Final answer:
To graph the parabola y = 2(x + 3)² - 4, the vertex form reveals the shifts: the parabola is translated 3 units to the left and 4 units down with a vertex at (3, -4). The value of 'a' being 2 creates an upward opening, narrower parabola.
Step-by-step explanation:
The equation y = 2(x + 3)² - 4 represents a parabola that is shifted from its standard position. To graph this parabola, recognize that it is in the vertex form y = a(x - h)² + k, where (h, k) is the vertex of the parabola, and a determines the width and direction of the opening.
To find the values of a, h, and k:
- a is the coefficient of the squared term, which is 2 in this case. It tells us the parabola opens upwards and is narrower than the standard y=x² because a > 1.

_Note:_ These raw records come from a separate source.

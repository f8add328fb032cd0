//! Decoder abstraction.

use crate::capture::Frame;
use std::collections::{HashMap, VecDeque};
use std::sync::{Arc, Mutex, PoisonError};
use std::time::Instant;

/// Locates and decodes a QR code in a frame.
///
/// Most frames contain no code; `None` is the normal answer and is not
/// an error.
pub trait Decoder {
    /// Attempts to decode one frame.
    fn decode(&mut self, frame: &Frame) -> Option<String>;
}

/// Most recent attempts kept by [`MockDecoder`]; older ones are only counted.
pub const MOCK_ATTEMPT_HISTORY: usize = 1024;

#[derive(Debug, Default)]
struct MockState {
    codes: HashMap<u64, String>,
    attempt_count: usize,
    attempts: VecDeque<(u64, Instant)>,
}

/// Decoder that finds codes in frames chosen by sequence number.
///
/// Clones share state, so a test can keep one clone to inspect the
/// attempts made by a decoder moved into a scan worker.
#[derive(Debug, Clone, Default)]
pub struct MockDecoder {
    state: Arc<Mutex<MockState>>,
}

impl MockDecoder {
    /// A decoder that never finds a code.
    pub fn new() -> Self {
        Self::default()
    }

    /// Frame `sequence` will decode to `text`.
    pub fn with_code_at(self, sequence: u64, text: impl Into<String>) -> Self {
        self.lock().codes.insert(sequence, text.into());
        self
    }

    /// Number of decode attempts so far.
    pub fn attempts(&self) -> usize {
        self.lock().attempt_count
    }

    /// Sequence numbers of the most recent frames handed to the decoder,
    /// oldest first. At most [`MOCK_ATTEMPT_HISTORY`] are kept.
    pub fn attempted_sequences(&self) -> Vec<u64> {
        self.lock().attempts.iter().map(|(seq, _)| *seq).collect()
    }

    /// Instants of the most recent decode attempts, oldest first.
    pub fn attempt_times(&self) -> Vec<Instant> {
        self.lock().attempts.iter().map(|(_, at)| *at).collect()
    }

    fn lock(&self) -> std::sync::MutexGuard<'_, MockState> {
        self.state.lock().unwrap_or_else(PoisonError::into_inner)
    }
}

impl Decoder for MockDecoder {
    fn decode(&mut self, frame: &Frame) -> Option<String> {
        let mut state = self.lock();
        state.attempt_count += 1;
        if state.attempts.len() == MOCK_ATTEMPT_HISTORY {
            state.attempts.pop_front();
        }
        state.attempts.push_back((frame.sequence(), Instant::now()));
        state.codes.get(&frame.sequence()).cloned()
    }
}

#[cfg(test)]
mod tests {
    use super::*;

    fn frame(sequence: u64) -> Frame {
        Frame::new(vec![0; 4], 2, 2, sequence)
    }

    #[test]
    fn test_mock_decoder_hits_configured_frame() {
        let mut decoder = MockDecoder::new().with_code_at(3, "ABC123");

        assert_eq!(decoder.decode(&frame(1)), None);
        assert_eq!(decoder.decode(&frame(3)).as_deref(), Some("ABC123"));
        assert_eq!(decoder.attempted_sequences(), vec![1, 3]);
    }

    #[test]
    fn test_clones_share_attempts() {
        let observer = MockDecoder::new();
        let mut worker_side = observer.clone();

        worker_side.decode(&frame(1));
        worker_side.decode(&frame(2));

        assert_eq!(observer.attempts(), 2);
    }

    #[test]
    fn test_attempt_history_is_bounded() {
        let mut decoder = MockDecoder::new();
        let total = MOCK_ATTEMPT_HISTORY as u64 + 10;

        for sequence in 1..=total {
            decoder.decode(&frame(sequence));
        }

        let sequences = decoder.attempted_sequences();
        assert_eq!(decoder.attempts(), total as usize);
        assert_eq!(sequences.len(), MOCK_ATTEMPT_HISTORY);
        assert_eq!(sequences.first(), Some(&11));
        assert_eq!(sequences.last(), Some(&total));
        assert_eq!(decoder.attempt_times().len(), MOCK_ATTEMPT_HISTORY);
    }
}
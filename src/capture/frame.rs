//! Frame type representing a captured greyscale image with metadata.

use std::time::Instant;

/// A single captured frame from the camera.
///
/// Pixels are 8-bit luma, row-major, one byte per pixel. A frame lives
/// for exactly one decode attempt and is dropped afterwards.
#[derive(Clone)]
pub struct Frame {
    /// Raw luma data.
    pixels: Vec<u8>,
    /// Frame width in pixels.
    width: u32,
    /// Frame height in pixels.
    height: u32,
    /// Capture timestamp.
    timestamp: Instant,
    /// Monotonic sequence number, starting at 1 for each open.
    sequence: u64,
}

impl Frame {
    /// Creates a new frame with the given parameters.
    pub fn new(pixels: Vec<u8>, width: u32, height: u32, sequence: u64) -> Self {
        Self {
            pixels,
            width,
            height,
            timestamp: Instant::now(),
            sequence,
        }
    }

    /// Returns a reference to the raw pixel data.
    #[inline]
    pub fn pixels(&self) -> &[u8] {
        &self.pixels
    }

    /// Returns the frame width.
    #[inline]
    pub fn width(&self) -> u32 {
        self.width
    }

    /// Returns the frame height.
    #[inline]
    pub fn height(&self) -> u32 {
        self.height
    }

    /// Returns the capture timestamp.
    #[inline]
    pub fn timestamp(&self) -> Instant {
        self.timestamp
    }

    /// Returns the sequence number.
    #[inline]
    pub fn sequence(&self) -> u64 {
        self.sequence
    }

    /// Returns the total number of pixels (width * height).
    #[inline]
    pub fn pixel_count(&self) -> usize {
        (self.width as usize) * (self.height as usize)
    }

    /// Returns the luma value at `(x, y)`, or `None` when out of bounds.
    pub fn luma_at(&self, x: u32, y: u32) -> Option<u8> {
        if x >= self.width || y >= self.height {
            return None;
        }
        let index = (y as usize) * (self.width as usize) + (x as usize);
        self.pixels.get(index).copied()
    }

    /// Validates that the pixel buffer size matches dimensions.
    pub fn is_valid(&self) -> bool {
        self.pixel_count() > 0 && self.pixels.len() == self.pixel_count()
    }
}

impl std::fmt::Debug for Frame {
    fn fmt(&self, f: &mut std::fmt::Formatter<'_>) -> std::fmt::Result {
        f.debug_struct("Frame")
            .field("width", &self.width)
            .field("height", &self.height)
            .field("sequence", &self.sequence)
            .field("pixel_bytes", &self.pixels.len())
            .finish()
    }
}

- h is the opposite sign of the value inside the parentheses with the x, which is -3. Thus, h = 3. This shifts the parabola 3 units to the left.
- k is the constant term added or subtracted at the end of the equation, which is -4. This shifts the parabola 4 units downwards.
The vertex of the parabola is at the point (h, k) = (3, -4). To graph this parabola, you would start by plotting the vertex and then sketching the curve, making sure it opens upwards and appearing narrower because of the a value.